Windows 10 100% Disk Usage – Potential Fixes


Windows 10 is good, but it’s not perfect, if you’ve upgraded from an older version of Windows, then you may be here because your system is hammering your disk usage.

Windows 8 100% Disk Usage
Windows 10, seemingly, has a very annoying and disruptive problem that Microsoft don’t seem willing to fix, and no matter how many forums you look on, nothing is conclusive. I’d like to be able to issue a sweeping fix that resolves it on your computer, but I can’t. Instead, here’s a few “fixes” or, “workarounds” if you like, that have solved it on some machines I’ve come across.
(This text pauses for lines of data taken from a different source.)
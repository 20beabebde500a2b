//! Application service layer.
//!
//! Services sit between the MCP handlers and the blocking mail workflow.

mod mail_service;

pub use mail_service::{MailService, MailServiceImpl};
From machines I’ve seen, I have to say that by far, this occurs on machines that have upgraded, rather than had Windows 10 installed as fresh.

None of these are ideal, and in my experience, only a fresh install of Windows 10 cured it.
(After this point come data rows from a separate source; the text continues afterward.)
//! Contact email submission workflow.
//!
//! [`ContactMailer`] runs the precondition checks, builds the provider payload and
//! issues exactly one request per call. Every path ends in an
//! [`EmailDispatchResult`]; nothing is raised to the caller.
//!
//! Calls are blocking. Use [`crate::services::MailServiceImpl`] from async code.

pub mod templates;

use crate::client::EmailTransport;
use crate::config::{Config, OwnerProfile, API_KEY_ENV, DEFAULT_DESTINATION, DEFAULT_FROM};
use crate::domain::{ApiKey, EmailAddress};
use crate::error::MailApiError;
use crate::metrics::Metrics;
use crate::models::{ContactSubmission, EmailDispatchResult, OutboundEmail, ProviderResponse};
use std::sync::Arc;

/// Fixed addressing and template data for outgoing mail.
#[derive(Debug, Clone)]
pub struct MailerSettings {
    /// Sender on every email
    pub from: String,

    /// Owner's own address, destination of contact submissions
    pub destination: String,

    /// Details embedded in the notification template
    pub owner: OwnerProfile,
}

impl MailerSettings {
    pub fn from_config(config: &Config) -> Self {
        Self {
            from: config.from_address.clone(),
            destination: config.destination_email.clone(),
            owner: config.owner.clone(),
        }
    }
}

impl Default for MailerSettings {
    fn default() -> Self {
        Self {
            from: DEFAULT_FROM.to_string(),
            destination: DEFAULT_DESTINATION.to_string(),
            owner: OwnerProfile::default(),
        }
    }
}

/// Sends contact-form submissions and fixed notifications.
///
/// Holds no mutable state; one instance can serve concurrent callers.
/// There is no deduplication: identical calls send identical emails.
pub struct ContactMailer {
    transport: Arc<dyn EmailTransport>,
    credential: Option<ApiKey>,
    settings: MailerSettings,
    metrics: Metrics,
}

impl ContactMailer {
    /// Create a mailer. `credential` is resolved once by the caller at startup.
    pub fn new(
        transport: Arc<dyn EmailTransport>,
        credential: Option<ApiKey>,
        settings: MailerSettings,
    ) -> Self {
        Self {
            transport,
            credential,
            settings,
            metrics: Metrics::new(),
        }
    }

    /// Share a metrics collector with other components.
    pub fn with_metrics(mut self, metrics: Metrics) -> Self {
        self.metrics = metrics;
        self
    }

    pub fn metrics(&self) -> &Metrics {
        &self.metrics
    }

    /// Deliver a contact-form submission to the owner.
    ///
    /// Checks, in order: credential, required text fields, sender address.
    /// The first failing check decides the result and no request is made.
    pub fn send_contact_email(&self, submission: &ContactSubmission) -> EmailDispatchResult {
        let Some(api_key) = self.credential.as_ref() else {
            return self.reject_unconfigured();
        };

        if let Err(e) = submission.validate() {
            tracing::info!("Contact submission rejected: {}", e);
            self.metrics.record_dispatch_rejected();
            return EmailDispatchResult::validation_error(&e);
        }

        let email = OutboundEmail {
            from: self.settings.from.clone(),
            to: vec![self.settings.destination.clone()],
            subject: submission.subject.clone(),
            html: templates::contact_html(submission),
            text: None,
        };

        tracing::info!(
            "Sending contact email: subject_len={}, body_len={}, has_phone={}",
            submission.subject.len(),
            submission.body.len(),
            submission.phone().is_some()
        );
        self.dispatch(api_key, &email)
    }

    /// Send the predetermined notification to `recipient`.
    ///
    /// Checks, in order: credential, recipient address.
    pub fn send_fixed_notification(&self, recipient: &str) -> EmailDispatchResult {
        let Some(api_key) = self.credential.as_ref() else {
            return self.reject_unconfigured();
        };

        let recipient = match EmailAddress::parse(recipient) {
            Ok(address) => address,
            Err(e) => {
                tracing::info!("Notification rejected: {}", e);
                self.metrics.record_dispatch_rejected();
                return EmailDispatchResult::validation_error(&e);
            }
        };

        let owner = &self.settings.owner;
        let email = OutboundEmail {
            from: self.settings.from.clone(),
            to: vec![recipient.into_inner()],
            subject: templates::notification_subject(owner),
            html: templates::notification_html(owner),
            text: Some(templates::notification_text(owner)),
        };

        tracing::info!("Sending notification email");
        self.dispatch(api_key, &email)
    }

    fn reject_unconfigured(&self) -> EmailDispatchResult {
        tracing::warn!("{} is not set; email not sent", API_KEY_ENV);
        self.metrics.record_dispatch_rejected();
        EmailDispatchResult::configuration_error(API_KEY_ENV)
    }

    /// One request, classified. Never retried.
    fn dispatch(&self, api_key: &ApiKey, email: &OutboundEmail) -> EmailDispatchResult {
        match self.transport.send(email, api_key) {
            Ok(reply) if (200..300).contains(&reply.status) => {
                tracing::info!("Email accepted by provider (status: {})", reply.status);
                self.metrics.record_email_sent();
                EmailDispatchResult::success(reply)
            }
            // Transports should not do this, but a stray non-2xx is still a rejection
            Ok(reply) => {
                tracing::warn!("Provider returned non-2xx: {}", reply.status);
                EmailDispatchResult::provider_rejected(reply.status, reply.body)
            }
            Err(MailApiError::ApiError { status, body }) => {
                tracing::warn!("Provider returned non-2xx: {}", status);
                EmailDispatchResult::provider_rejected(status, ProviderResponse::from_body(&body))
            }
            Err(e) => {
                tracing::error!("Error while sending email: {}", e);
                EmailDispatchResult::transport_error(e)
            }
        }
    }
}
Disable Superfetch and Windows Search Services

  1. Press Windows Key + R
  2. Type in “services.msc” without the quotes, press enter
  3. Find Superfetch in the list, double click it
  4. Press “Stop”
  5. Then change the startup type to “Disabled”
  6. Go to the Recovery tab, and choose all three options to be “Take no action”
  7. Repeat steps 3 – 6 for Windows Search
  8. Close and restart
  9. Cross fingers, hope it solves it

Disable BITS (Background Intelligent Transfer Service)
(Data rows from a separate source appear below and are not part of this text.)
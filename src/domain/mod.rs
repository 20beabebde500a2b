//! Domain value objects and types.
//!
//! This module contains type-safe wrappers for the email address and the
//! provider credential, plus the validation errors they produce.

pub mod credential;
pub mod email;
pub mod errors;

pub use credential::ApiKey;
pub use email::{is_valid_email, EmailAddress};
pub use errors::ValidationError;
  1. Press Windows Key + R
  2. Type in “services.msc” without the quotes, press enter
  3. Find Background (BITS)… in the list, double click it
  4. Press “Stop”
  5. Then change the startup type to “Disabled”
  6. Go to the Recovery tab, and choose all three options to be “Take no action”
  7. Repeat steps 3 – 6 for Windows Search
  8. Close and restart
  9. Cross fingers, hope it solves it

Change Pagefile Settings

  1. Open up Control Panel (I always set Control Panel to View By Small Icons)
  2. Go to System
  3. Click on Advanced System Settings
  4. Under Performance, click Settings
  5. Go to advanced, click on “Change”
  6. Take the tick out of “Automatically manage paging file size for all drives”
  7. Then set it manually
  8. Click set,
  9. Click Ok, then restart
  10. Cross fingers, hope it solves it

Turn Off System Restore

Again, not an ideal workaround, but this has worked.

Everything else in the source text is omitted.